Bagnoli, squeezed between NATO and the sea, between Italsider and the sky, is where he grew up. When the child was not even an itch in underwear, not even an X in the nitrogen cycle, the factory closed, retiring everyone early. When the child was a child, his world, Bagnoli, was populated only by old men with odd teeth and children with black knees. In the summer, everyone stayed outside all day. You only went home to sleep and eat. They played soccer - the shop shutters were their goals -, spat in each other’s faces, listened, when they were truly exhausted, to stories from the old men who had gone on strike more often than they had worked, who had seen the funerals of Berlinguer and Togliatti, who were missing a few fingers, had strange feet, who had swallowed steel and fire for decades, and who had forgotten their prostate somewhere they couldn't remember well. When September came, summer ended, and when summer ended, the child was just a child who, sitting at a school desk, longed for the street. With his head resting on a hand, the teachers talked, he didn’t listen. He thought about Gennaro o’giurnalist’ and whether, sitting in that awful newsstand, he still rooted for Fiorentina. He thought about Mario of the goldfish and whether he had installed the new tanks. He didn’t think about the kids with black knees; that time hadn't come yet.

Tommaso walks the sidewalks of Rome, kicking stones with the new soles of old shoes. His pants almost reach his knees, his shirt is worn. He walked with Enzo, the sharper one who earned a few bucks with the teacher’s attention. Tommasino envied him. Tommasino wanted all the bucks in the world for himself - yesterday as today -, he wanted teeth to bite into this life, to take time by the teeth, to escape from the suburbs. Years have passed, but the wind that insults Tommaso's jacket from bottom to top is the same, the same as that dawn that tousled Enzo’s hair just moments before the tram severed his foot, a few hours after hanging out on the street. The clouds left after God urinated on the INA-Casa rooftops all night, the wind took their place. Tommaso has changed, he has seen so much that he forgets what he should think about each event that has happened to him. Since he recovered from tuberculosis, since he's been with Irene - yes, the robust young girl with calves born of a difficult life -, since he left the hospital, he feels better, he feels for the people, he feels communist. He is communist, not like those from the section. He is convinced, or at least he believes, for the little he knows he knows, that that's how it should be. Tommaso promised that the other night at the cinema was the last time. He will never again jerk off some unnoticed invert to earn a few bucks. It doesn’t matter, he will never again spend a Sunday on the bank of the river with Irene. It doesn’t matter. Not because it’s a bad thing, just because he doesn’t want to anymore. He thought about it while searching for the last piece of cigarette he had in his jacket pocket, looking at those crammed in the bar that someone would call friends from the past. Enough, he told himself, enough with everything. This is what he told himself, without realizing that his life was...

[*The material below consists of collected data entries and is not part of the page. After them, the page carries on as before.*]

//! Curation pipeline configuration format.

use crate::{common::*, dataset::Split, error::CurationError, utils::Ratio};

pub use dataset::*;
pub use labeling::*;
pub use preprocessor::*;
pub use subsets::*;

/// The main curation configuration.
#[derive(Debug, Clone, Serialize, Deserialize)]
pub struct Config {
    pub dataset: DatasetConfig,
    pub labeling: LabelingConfig,
    pub preprocessor: PreprocessorConfig,
    #[serde(default)]
    pub subsets: SubsetConfig,
}

impl Config {
    /// Load a json5 configuration file and validate it.
    pub fn open<P>(path: P) -> Result<Self>
    where
        P: AsRef<Path>,
    {
        let path = path.as_ref();
        let text = std::fs::read_to_string(path)
            .with_context(|| format!("failed to read '{}'", path.display()))?;
        let config: Self = json5::from_str(&text)
            .with_context(|| format!("failed to parse '{}'", path.display()))?;
        config.validate()?;
        Ok(config)
    }

    /// Check every value constraint, failing with [CurationError::Config].
    pub fn validate(&self) -> Result<()> {
        self.dataset.validate()?;
        self.labeling.validate()?;
        self.preprocessor.validate()?;
        self.subsets.validate()?;
        Ok(())
    }
}

fn check(cond: bool, field: &str, reason: impl FnOnce() -> String) -> Result<()> {
    if cond {
        Ok(())
    } else {
        Err(CurationError::config(field, reason()).into())
    }
}

mod dataset {
    use super::*;

    /// Dataset location and class balancing options.
    #[derive(Debug, Clone, Serialize, Deserialize)]
    pub struct DatasetConfig {
        /// Directory with one `<split>.jsonl` file per split.
        pub dir: PathBuf,
        /// Number of samples drawn from each class, per split.
        pub count_person_samples: SplitCounts,
        /// Probability to draw a person sample when interleaving the classes.
        #[serde(default = "default_positive_weight")]
        pub positive_weight: Ratio,
        /// Seed of the interleaving order. A random seed is drawn if not set.
        pub seed: Option<u64>,
    }

    impl DatasetConfig {
        pub(super) fn validate(&self) -> Result<()> {
            let SplitCounts {
                train,
                validation,
                test,
            } = self.count_person_samples;
            for (name, count) in [("train", train), ("validation", validation), ("test", test)] {
                check(count > 0, &format!("count_person_samples.{}", name), || {
                    "the sample count must be positive".into()
                })?;
            }

            let weight = self.positive_weight.to_f64();
            check(weight > 0.0 && weight < 1.0, "positive_weight", || {
                format!("expect a value within (0, 1), but get {}", weight)
            })?;
            Ok(())
        }
    }

    /// Per-split sample counts.
    #[derive(Debug, Clone, Copy, PartialEq, Eq, Serialize, Deserialize)]
    pub struct SplitCounts {
        pub train: usize,
        pub validation: usize,
        pub test: usize,
    }

    impl SplitCounts {
        pub fn get(&self, split: Split) -> usize {
            match split {
                Split::Train => self.train,
                Split::Validation => self.validation,
                Split::Test => self.test,
            }
        }
    }

    fn default_positive_weight() -> Ratio {
        Ratio::new_unchecked(r64(0.5))
    }
}

mod labeling {
    use super::*;

    /// Label derivation options.
    #[derive(Debug, Clone, Serialize, Deserialize)]
    pub struct LabelingConfig {
        pub label_type: LabelType,
        /// Minimum confidence of a verified image-level annotation.
        pub min_image_level_confidence: Ratio,
        /// Minimum area fraction of a person box after the center crop.
        pub min_bbox_size: Ratio,
    }

    impl LabelingConfig {
        pub(super) fn validate(&self) -> Result<()> {
            let size = self.min_bbox_size.to_f64();
            check(size > 0.0 && size < 1.0, "min_bbox_size", || {
                format!("expect a value within (0, 1), but get {}", size)
            })?;
            Ok(())
        }
    }

    /// The annotation kind the person label is derived from.
    #[derive(Debug, Clone, Copy, PartialEq, Eq, Hash)]
    pub enum LabelType {
        Image,
        Bbox,
    }

    impl LabelType {
        pub fn as_str(&self) -> &'static str {
            match self {
                Self::Image => "image",
                Self::Bbox => "bbox",
            }
        }
    }

    impl FromStr for LabelType {
        type Err = CurationError;

        fn from_str(text: &str) -> Result<Self, Self::Err> {
            let label_type = match text {
                "image" => Self::Image,
                "bbox" => Self::Bbox,
                _ => {
                    return Err(CurationError::config(
                        "label_type",
                        format!("expect \"image\" or \"bbox\", but get \"{}\"", text),
                    ))
                }
            };
            Ok(label_type)
        }
    }

    impl fmt::Display for LabelType {
        fn fmt(&self, f: &mut fmt::Formatter<'_>) -> fmt::Result {
            write!(f, "{}", self.as_str())
        }
    }

    impl Serialize for LabelType {
        fn serialize<S>(&self, serializer: S) -> Result<S::Ok, S::Error>
        where
            S: Serializer,
        {
            self.as_str().serialize(serializer)
        }
    }

    impl<'de> Deserialize<'de> for LabelType {
        fn deserialize<D>(deserializer: D) -> Result<Self, D::Error>
        where
            D: Deserializer<'de>,
        {
            let text = String::deserialize(deserializer)?;
            text.parse().map_err(D::Error::custom)
        }
    }
}

mod preprocessor {
    use super::*;

    /// Image preprocessing options.
    #[derive(Debug, Clone, Serialize, Deserialize)]
    pub struct PreprocessorConfig {
        pub input_shape: InputShape,
        pub batch_size: NonZeroUsize,
        pub shuffle_buffer_size: NonZeroUsize,
        /// Number of prefetched batches, twice the number of CPUs if not set.
        pub prefetch_size: Option<NonZeroUsize>,
        #[serde(default)]
        pub normalization: NormalizationConfig,
        #[serde(default)]
        pub inception_crop: InceptionCropConfig,
        #[serde(default = "default_flip_prob")]
        pub horizontal_flip_prob: Ratio,
        /// Seed of the random augmentation. Augmentation is not reproducible if not set.
        pub seed: Option<u64>,
    }

    impl PreprocessorConfig {
        pub(super) fn validate(&self) -> Result<()> {
            self.input_shape.validate()?;

            let NormalizationConfig { scale, offset } = self.normalization;
            check(scale.raw() != 0.0, "normalization.scale", || {
                "the scale must be non-zero".into()
            })?;
            check(offset.raw().is_finite(), "normalization.offset", || {
                "the offset must be finite".into()
            })?;

            self.inception_crop.validate()?;
            Ok(())
        }
    }

    /// The model input shape in HWC order.
    #[derive(Debug, Clone, Copy, PartialEq, Eq, Serialize, Deserialize)]
    pub struct InputShape {
        pub height: usize,
        pub width: usize,
        #[serde(default = "default_channels")]
        pub channels: usize,
    }

    impl InputShape {
        pub fn hw(&self) -> Result<HW<usize>> {
            self.validate()?;
            HW::try_from_positive_hw([self.height, self.width])
        }

        fn validate(&self) -> Result<()> {
            check(self.height > 0, "input_shape.height", || {
                "the crop height must be positive".into()
            })?;
            check(self.width > 0, "input_shape.width", || {
                "the crop width must be positive".into()
            })?;
            check(self.channels == 3, "input_shape.channels", || {
                format!("only 3 channels are supported, but get {}", self.channels)
            })?;
            Ok(())
        }
    }

    /// The affine map `x * scale + offset` applied to `[0, 255]` pixels.
    #[derive(Debug, Clone, Copy, PartialEq, Serialize, Deserialize)]
    pub struct NormalizationConfig {
        pub scale: R64,
        pub offset: R64,
    }

    impl Default for NormalizationConfig {
        fn default() -> Self {
            Self {
                scale: r64(1.0 / 127.5),
                offset: r64(-1.0),
            }
        }
    }

    /// Sampling ranges of the random area and aspect ratio crop.
    #[derive(Debug, Clone, PartialEq, Serialize, Deserialize)]
    pub struct InceptionCropConfig {
        pub min_area: Ratio,
        pub max_area: Ratio,
        pub min_aspect_ratio: R64,
        pub max_aspect_ratio: R64,
        pub max_attempts: usize,
    }

    impl InceptionCropConfig {
        fn validate(&self) -> Result<()> {
            let Self {
                min_area,
                max_area,
                min_aspect_ratio,
                max_aspect_ratio,
                max_attempts,
            } = *self;

            check(
                min_area.to_f64() > 0.0 && min_area <= max_area,
                "inception_crop.min_area",
                || format!("expect 0 < min_area <= max_area, but get {}", min_area),
            )?;
            check(
                min_aspect_ratio > 0.0 && min_aspect_ratio <= max_aspect_ratio,
                "inception_crop.min_aspect_ratio",
                || {
                    format!(
                        "expect 0 < min_aspect_ratio <= max_aspect_ratio, but get {}",
                        min_aspect_ratio
                    )
                },
            )?;
            check(max_attempts > 0, "inception_crop.max_attempts", || {
                "at least one attempt is required".into()
            })?;
            Ok(())
        }
    }

    impl Default for InceptionCropConfig {
        fn default() -> Self {
            Self {
                min_area: Ratio::new_unchecked(r64(0.05)),
                max_area: Ratio::new_unchecked(r64(1.0)),
                min_aspect_ratio: r64(3.0 / 4.0),
                max_aspect_ratio: r64(4.0 / 3.0),
                max_attempts: 10,
            }
        }
    }

    fn default_channels() -> usize {
        3
    }

    fn default_flip_prob() -> Ratio {
        Ratio::new_unchecked(r64(0.5))
    }
}

mod subsets {
    use super::*;

    /// Thresholds of the evaluation subsets.
    #[derive(Debug, Clone, Default, PartialEq, Serialize, Deserialize)]
    pub struct SubsetConfig {
        #[serde(default)]
        pub lighting: LightingConfig,
        #[serde(default)]
        pub distance: DistanceConfig,
    }

    impl SubsetConfig {
        pub(super) fn validate(&self) -> Result<()> {
            let LightingConfig { low_max, high_min } = self.lighting;
            check(
                low_max >= 0.0 && low_max <= high_min && high_min <= 255.0,
                "subsets.lighting",
                || {
                    format!(
                        "expect 0 <= low_max <= high_min <= 255, but get {} and {}",
                        low_max, high_min
                    )
                },
            )?;

            let DistanceConfig { far_max, near_min } = self.distance;
            check(far_max <= near_min, "subsets.distance", || {
                format!(
                    "expect far_max <= near_min, but get {} and {}",
                    far_max, near_min
                )
            })?;
            Ok(())
        }
    }

    /// Mean luma bounds on the `[0, 255]` scale.
    #[derive(Debug, Clone, Copy, PartialEq, Serialize, Deserialize)]
    pub struct LightingConfig {
        pub low_max: R64,
        pub high_min: R64,
    }

    impl Default for LightingConfig {
        fn default() -> Self {
            Self {
                low_max: r64(85.0),
                high_min: r64(170.0),
            }
        }
    }

    /// Person box area bounds after the center crop.
    #[derive(Debug, Clone, Copy, PartialEq, Serialize, Deserialize)]
    pub struct DistanceConfig {
        pub far_max: Ratio,
        pub near_min: Ratio,
    }

    impl Default for DistanceConfig {
        fn default() -> Self {
            Self {
                far_max: Ratio::new_unchecked(r64(0.1)),
                near_min: Ratio::new_unchecked(r64(0.6)),
            }
        }
    }
}

#[cfg(test)]
mod tests {
    use super::*;

    const CONFIG: &str = r#"{
        dataset: {
            dir: "data",
            count_person_samples: { train: 100, validation: 10, test: 20 },
            seed: 7,
        },
        labeling: {
            label_type: "bbox",
            min_image_level_confidence: 0.7,
            min_bbox_size: 0.05,
        },
        preprocessor: {
            input_shape: { height: 224, width: 224 },
            batch_size: 32,
            shuffle_buffer_size: 1000,
        },
    }"#;

    fn config_error(config: &Config) -> CurationError {
        config
            .validate()
            .unwrap_err()
            .downcast::<CurationError>()
            .unwrap()
    }

    #[test]
    fn parse_config_with_defaults() {
        let config: Config = json5::from_str(CONFIG).unwrap();
        config.validate().unwrap();

        assert_eq!(config.labeling.label_type, LabelType::Bbox);
        assert_eq!(config.dataset.count_person_samples.get(Split::Test), 20);
        assert_eq!(config.dataset.positive_weight.to_f64(), 0.5);
        assert_eq!(config.preprocessor.input_shape.channels, 3);
        assert_eq!(config.preprocessor.normalization.offset, -1.0);
        assert_eq!(config.preprocessor.inception_crop.max_attempts, 10);
        assert_eq!(config.subsets.lighting.high_min, 170.0);
    }

    #[test]
    fn parse_label_type() {
        assert_eq!("image".parse::<LabelType>().unwrap(), LabelType::Image);
        assert_eq!(
            "points".parse::<LabelType>().unwrap_err(),
            CurationError::config("label_type", "expect \"image\" or \"bbox\", but get \"points\"")
        );

        let text = CONFIG.replace("\"bbox\"", "\"points\"");
        assert!(json5::from_str::<Config>(&text).is_err());
    }

    #[test]
    fn reject_invalid_values() {
        let config: Config = json5::from_str(CONFIG).unwrap();

        let mut invalid = config.clone();
        invalid.preprocessor.input_shape.height = 0;
        assert!(matches!(
            config_error(&invalid),
            CurationError::Config { field, .. } if field == "input_shape.height"
        ));

        let mut invalid = config.clone();
        invalid.preprocessor.input_shape.channels = 1;
        assert!(matches!(config_error(&invalid), CurationError::Config { .. }));

        let mut invalid = config.clone();
        invalid.labeling.min_bbox_size = Ratio::new_unchecked(r64(0.0));
        assert!(matches!(
            config_error(&invalid),
            CurationError::Config { field, .. } if field == "min_bbox_size"
        ));

        let mut invalid = config.clone();
        invalid.dataset.count_person_samples.validation = 0;
        assert!(matches!(config_error(&invalid), CurationError::Config { .. }));

        let mut invalid = config;
        invalid.subsets.lighting.low_max = r64(200.0);
        assert!(matches!(config_error(&invalid), CurationError::Config { .. }));
    }
}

1959 - A Violent Life, Pier Paolo Pasolini. Marxist analysis, produced by a Marxist thesis, regarding the constraints in the life of the subproletariat, in the form of a coming-of-age, almost, novel. Morality is dead, replaced by economic constraints and sexual urges, there is no serenity, compassion, self-love, or love for others, happiness, and sensitivity that can withstand. One dies inside, thoughts stop. Thoughts are of no use. It is not thoughts that will feed you. Nothing will feed you in this world made for people who only desire teeth. Teeth to devour themselves and everyone else.

<< The references to individual people, events, and real places described here are fictional: however, I would like it to be clear to the reader that what he has read in this novel is, in essence, something that really happened and continues to really happen. >> PPP

To N., who died of violence, as a violent man, as a young man, as a handsome man... leaving the ugly life to the ugly.